**Exercise details:** Search the data for the word "still" and copy every line where it occurs.

**Collected data entries:**
+--

mod common;

use std::rc::Rc;

use common::*;
use floyd_core::{
    ArithOp, Body, CompareOp, Expression, FloydError, LogicalOp, Member, RangeKind, Statement,
    StructDef, TypeDesc, Value,
};

fn add(left: Expression, right: Expression) -> Expression {
    Expression::arithmetic(ArithOp::Add, left, right, TypeDesc::Undefined)
}

#[test]
fn test_function_call_scenario() {
    // int f(int a, int b){ return a + b; }  f(3, 4) == 7
    let (_, result) = run(vec![
        def_func(
            "f",
            vec![("a", TypeDesc::Int), ("b", TypeDesc::Int)],
            TypeDesc::Int,
            vec![ret(add(load("a"), load("b")))],
        ),
        main_returning(call("f", vec![int(3), int(4)]), TypeDesc::Int),
    ]);
    assert_eq!(result, Value::make_int(7));
}

#[test]
fn test_int_divide_by_zero_raises() {
    let err = run_expect_err(vec![main_returning(
        Expression::arithmetic(ArithOp::Div, int(5), int(0), TypeDesc::Int),
        TypeDesc::Int,
    )]);
    assert!(matches!(err, FloydError::DivideByZero));
}

#[test]
fn test_double_divide_by_zero_is_inf() {
    let (_, result) = run(vec![main_returning(
        Expression::arithmetic(ArithOp::Div, double(5.0), double(0.0), TypeDesc::Double),
        TypeDesc::Double,
    )]);
    let d = result.get_double_value().unwrap();
    assert!(d.is_infinite() && d > 0.0);
}

fn loop_count_program(range: RangeKind, end: i64) -> Vec<Statement> {
    // mutable int count = 0; for i in 0 (..<|...) end { count = count + 1 }
    vec![
        bind_mut("count", TypeDesc::Int, int(0)),
        Statement::make_for(
            loc(),
            "i",
            int(0),
            int(end),
            Body::new(vec![assign("count", add(load("count"), int(1)))]),
            range,
        ),
    ]
}

#[test]
fn test_for_closed_range_is_inclusive() {
    let (interp, _) = run(loop_count_program(RangeKind::Closed, 3));
    assert_eq!(interp.get_global("count").unwrap(), Value::make_int(4));
}

#[test]
fn test_for_open_range_is_exclusive() {
    let (interp, _) = run(loop_count_program(RangeKind::Open, 3));
    assert_eq!(interp.get_global("count").unwrap(), Value::make_int(3));
}

#[test]
fn test_for_empty_range_runs_zero_times() {
    let (interp, _) = run(loop_count_program(RangeKind::Open, 0));
    assert_eq!(interp.get_global("count").unwrap(), Value::make_int(0));
}

#[test]
fn test_for_iterator_visible_in_body() {
    // mutable int sum = 0; for i in 0...4 { sum = sum + i }  -> 10
    let (interp, _) = run(vec![
        bind_mut("sum", TypeDesc::Int, int(0)),
        Statement::make_for(
            loc(),
            "i",
            int(0),
            int(4),
            Body::new(vec![assign("sum", add(load("sum"), load("i")))]),
            RangeKind::Closed,
        ),
    ]);
    assert_eq!(interp.get_global("sum").unwrap(), Value::make_int(10));
}

#[test]
fn test_while_loop() {
    // mutable int n = 1; while n < 100 { n = n * 2 }  -> 128
    let (interp, _) = run(vec![
        bind_mut("n", TypeDesc::Int, int(1)),
        Statement::make_while(
            loc(),
            Expression::comparison(CompareOp::Lt, load("n"), int(100)),
            Body::new(vec![assign(
                "n",
                Expression::arithmetic(ArithOp::Mul, load("n"), int(2), TypeDesc::Int),
            )]),
        ),
    ]);
    assert_eq!(interp.get_global("n").unwrap(), Value::make_int(128));
}

#[test]
fn test_return_unwinds_nested_bodies() {
    // return from inside for+if skips all trailing statements.
    let body = vec![
        Statement::make_for(
            loc(),
            "i",
            int(0),
            int(9),
            Body::new(vec![Statement::make_ifelse(
                loc(),
                Expression::comparison(CompareOp::Eq, load("i"), int(2)),
                Body::new(vec![ret(load("i"))]),
                Body::default(),
            )]),
            RangeKind::Closed,
        ),
        ret(int(-1)),
    ];
    let (_, result) = run(vec![def_func("main", vec![], TypeDesc::Int, body)]);
    assert_eq!(result, Value::make_int(2));
}

#[test]
fn test_print_buffer_is_ordered() {
    let (interp, _) = run(vec![
        expr_stmt(call("print", vec![string("first")])),
        expr_stmt(call("print", vec![int(2)])),
        expr_stmt(call("print", vec![string("third")])),
    ]);
    assert_eq!(interp.print_output(), &["first", "2", "third"]);
}

#[test]
fn test_globals_run_without_main() {
    // No main: globals still execute for side effects, result is undefined.
    let (interp, result) = run(vec![expr_stmt(call("print", vec![string("side effect")]))]);
    assert!(result.is_undefined());
    assert_eq!(interp.print_output(), &["side effect"]);
}

#[test]
fn test_main_receives_args() {
    let args_type = TypeDesc::make_vector(TypeDesc::String);
    let program = vec![def_func(
        "main",
        vec![("args", args_type.clone())],
        args_type.clone(),
        vec![ret(load("args"))],
    )];
    let args = Value::make_vector(
        TypeDesc::String,
        vec![Value::make_string("one"), Value::make_string("two")],
    );
    let (_, result) = run_with_args(program, &[args.clone()]);
    assert_eq!(result, args);
}

#[test]
fn test_struct_define_construct_and_member_access() {
    let pixel = Rc::new(StructDef::new(vec![
        Member::new(TypeDesc::Int, "red"),
        Member::new(TypeDesc::Int, "green"),
        Member::new(TypeDesc::Int, "blue"),
    ]));
    let (_, result) = run(vec![
        Statement::make_define_struct(loc(), "pixel_t", pixel),
        bind(
            "p",
            TypeDesc::Unresolved("pixel_t".to_string()),
            Expression::construct_value(
                TypeDesc::Unresolved("pixel_t".to_string()),
                vec![int(10), int(20), int(30)],
            ),
        ),
        main_returning(
            Expression::resolve_member(load("p"), "green", TypeDesc::Undefined),
            TypeDesc::Int,
        ),
    ]);
    assert_eq!(result, Value::make_int(20));
}

#[test]
fn test_vector_construct_and_lookup() {
    let (_, result) = run(vec![
        bind(
            "xs",
            TypeDesc::make_vector(TypeDesc::Int),
            Expression::construct_value(
                TypeDesc::make_vector(TypeDesc::Int),
                vec![int(10), int(20), int(30)],
            ),
        ),
        main_returning(
            Expression::lookup_element(load("xs"), int(2), TypeDesc::Undefined),
            TypeDesc::Int,
        ),
    ]);
    assert_eq!(result, Value::make_int(30));
}

#[test]
fn test_vector_lookup_out_of_bounds_errors() {
    let err = run_expect_err(vec![
        bind(
            "xs",
            TypeDesc::make_vector(TypeDesc::Int),
            Expression::construct_value(TypeDesc::make_vector(TypeDesc::Int), vec![int(1)]),
        ),
        main_returning(
            Expression::lookup_element(load("xs"), int(5), TypeDesc::Undefined),
            TypeDesc::Int,
        ),
    ]);
    assert!(err.to_string().contains("out of bounds"));
}

#[test]
fn test_dict_construct_and_lookup() {
    let (_, result) = run(vec![
        bind(
            "d",
            TypeDesc::make_dict(TypeDesc::Int),
            Expression::construct_value(
                TypeDesc::make_dict(TypeDesc::Int),
                vec![string("a"), int(1), string("b"), int(2)],
            ),
        ),
        main_returning(
            Expression::lookup_element(load("d"), string("b"), TypeDesc::Undefined),
            TypeDesc::Int,
        ),
    ]);
    assert_eq!(result, Value::make_int(2));
}

#[test]
fn test_recursion() {
    // int fact(int n){ if n <= 1 { return 1 } return n * fact(n - 1) }
    let fact = def_func(
        "fact",
        vec![("n", TypeDesc::Int)],
        TypeDesc::Int,
        vec![
            Statement::make_ifelse(
                loc(),
                Expression::comparison(CompareOp::Le, load("n"), int(1)),
                Body::new(vec![ret(int(1))]),
                Body::default(),
            ),
            ret(Expression::arithmetic(
                ArithOp::Mul,
                load("n"),
                call(
                    "fact",
                    vec![Expression::arithmetic(
                        ArithOp::Sub,
                        load("n"),
                        int(1),
                        TypeDesc::Int,
                    )],
                ),
                TypeDesc::Int,
            )),
        ],
    );
    let (_, result) = run(vec![
        fact,
        main_returning(call("fact", vec![int(6)]), TypeDesc::Int),
    ]);
    assert_eq!(result, Value::make_int(720));
}

#[test]
fn test_short_circuit_and_skips_right() {
    // false && (1/0 == 0) must not evaluate the division.
    let (_, result) = run(vec![main_returning(
        Expression::logical(
            LogicalOp::And,
            Expression::literal_bool(false),
            Expression::comparison(
                CompareOp::Eq,
                Expression::arithmetic(ArithOp::Div, int(1), int(0), TypeDesc::Int),
                int(0),
            ),
        ),
        TypeDesc::Bool,
    )]);
    assert_eq!(result, Value::make_bool(false));
}

#[test]
fn test_short_circuit_or_skips_right() {
    let (_, result) = run(vec![main_returning(
        Expression::logical(
            LogicalOp::Or,
            Expression::literal_bool(true),
            Expression::comparison(
                CompareOp::Eq,
                Expression::arithmetic(ArithOp::Div, int(1), int(0), TypeDesc::Int),
                int(0),
            ),
        ),
        TypeDesc::Bool,
    )]);
    assert_eq!(result, Value::make_bool(true));
}

#[test]
fn test_conditional_takes_one_branch() {
    // true ? 1 : 1/0 — the untaken branch must not run.
    let (_, result) = run(vec![main_returning(
        Expression::conditional(
            Expression::literal_bool(true),
            int(1),
            Expression::arithmetic(ArithOp::Div, int(1), int(0), TypeDesc::Int),
            TypeDesc::Int,
        ),
        TypeDesc::Int,
    )]);
    assert_eq!(result, Value::make_int(1));
}

#[test]
fn test_vector_comparison_longer_sorts_first() {
    // [1,2,3] < [1,2] is true under the inverted prefix convention.
    let vec3 = Expression::construct_value(
        TypeDesc::make_vector(TypeDesc::Int),
        vec![int(1), int(2), int(3)],
    );
    let vec2 =
        Expression::construct_value(TypeDesc::make_vector(TypeDesc::Int), vec![int(1), int(2)]);
    let (_, result) = run(vec![main_returning(
        Expression::comparison(CompareOp::Lt, vec3, vec2),
        TypeDesc::Bool,
    )]);
    assert_eq!(result, Value::make_bool(true));
}

#[test]
fn test_string_comparison_and_concat() {
    let (_, result) = run(vec![main_returning(
        add(string("foo"), string("bar")),
        TypeDesc::String,
    )]);
    assert_eq!(result, Value::make_string("foobar"));

    let (_, result) = run(vec![main_returning(
        Expression::comparison(CompareOp::Lt, string("a"), string("b")),
        TypeDesc::Bool,
    )]);
    assert_eq!(result, Value::make_bool(true));
}

#[test]
fn test_comparing_different_types_aborts() {
    let err = run_expect_err(vec![main_returning(
        Expression::comparison(CompareOp::Eq, int(1), string("1")),
        TypeDesc::Bool,
    )]);
    assert!(matches!(err, FloydError::Incomparable { .. }));
}

#[test]
fn test_assert_aborts_program() {
    let err = run_expect_err(vec![
        expr_stmt(call("print", vec![string("before")])),
        expr_stmt(call(
            "assert",
            vec![Expression::literal_bool(false)],
        )),
        expr_stmt(call("print", vec![string("after")])),
    ]);
    assert!(err.to_string().contains("assertion"));
}

#[test]
fn test_arity_mismatch_aborts() {
    let err = run_expect_err(vec![
        def_func(
            "f",
            vec![("a", TypeDesc::Int)],
            TypeDesc::Int,
            vec![ret(load("a"))],
        ),
        main_returning(call("f", vec![int(1), int(2)]), TypeDesc::Int),
    ]);
    assert!(matches!(err, FloydError::Arity { expected: 1, got: 2, .. }));
}

#[test]
fn test_host_size_and_push_back() {
    let vec_ty = TypeDesc::make_vector(TypeDesc::Int);
    let (_, result) = run(vec![
        bind(
            "xs",
            vec_ty.clone(),
            Expression::construct_value(vec_ty.clone(), vec![int(1), int(2)]),
        ),
        bind("ys", vec_ty, call("push_back", vec![load("xs"), int(3)])),
        main_returning(call("size", vec![load("ys")]), TypeDesc::Int),
    ]);
    assert_eq!(result, Value::make_int(3));
}

#[test]
fn test_block_scoping_shadowing() {
    // The block's own x shadows the global; the initializer still sees
    // the outer x. The global is untouched afterwards.
    let (interp, _) = run(vec![
        bind("x", TypeDesc::Int, int(1)),
        Statement::make_block(
            loc(),
            Body::new(vec![
                bind("x", TypeDesc::Int, add(load("x"), int(10))),
                expr_stmt(call("print", vec![load("x")])),
            ]),
        ),
    ]);
    assert_eq!(interp.get_global("x").unwrap(), Value::make_int(1));
    assert_eq!(interp.print_output(), &["11"]);
}

#[test]
fn test_passive_expression_output_at_top_level() {
    let program = resolve_and_keep(vec![expr_stmt(add(int(1), int(2)))]);
    let mut interp =
        floyd_vm::Interpreter::new(Rc::new(program), floyd_vm::default_host_registry());
    let result = interp.run_globals().unwrap();
    assert_eq!(
        result,
        floyd_vm::StatementResult::Passive(floyd_vm::BcValue::Int(3))
    );
}

fn resolve_and_keep(statements: Vec<Statement>) -> floyd_vm::BcProgram {
    floyd_vm::resolve_program(&Body::new(statements), &floyd_vm::default_host_defs())
        .expect("resolution failed")
}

+--

**Finished exercise:**
    // No main: globals still execute for side effects, result is undefined.
    // The block's own x shadows the global; the initializer still sees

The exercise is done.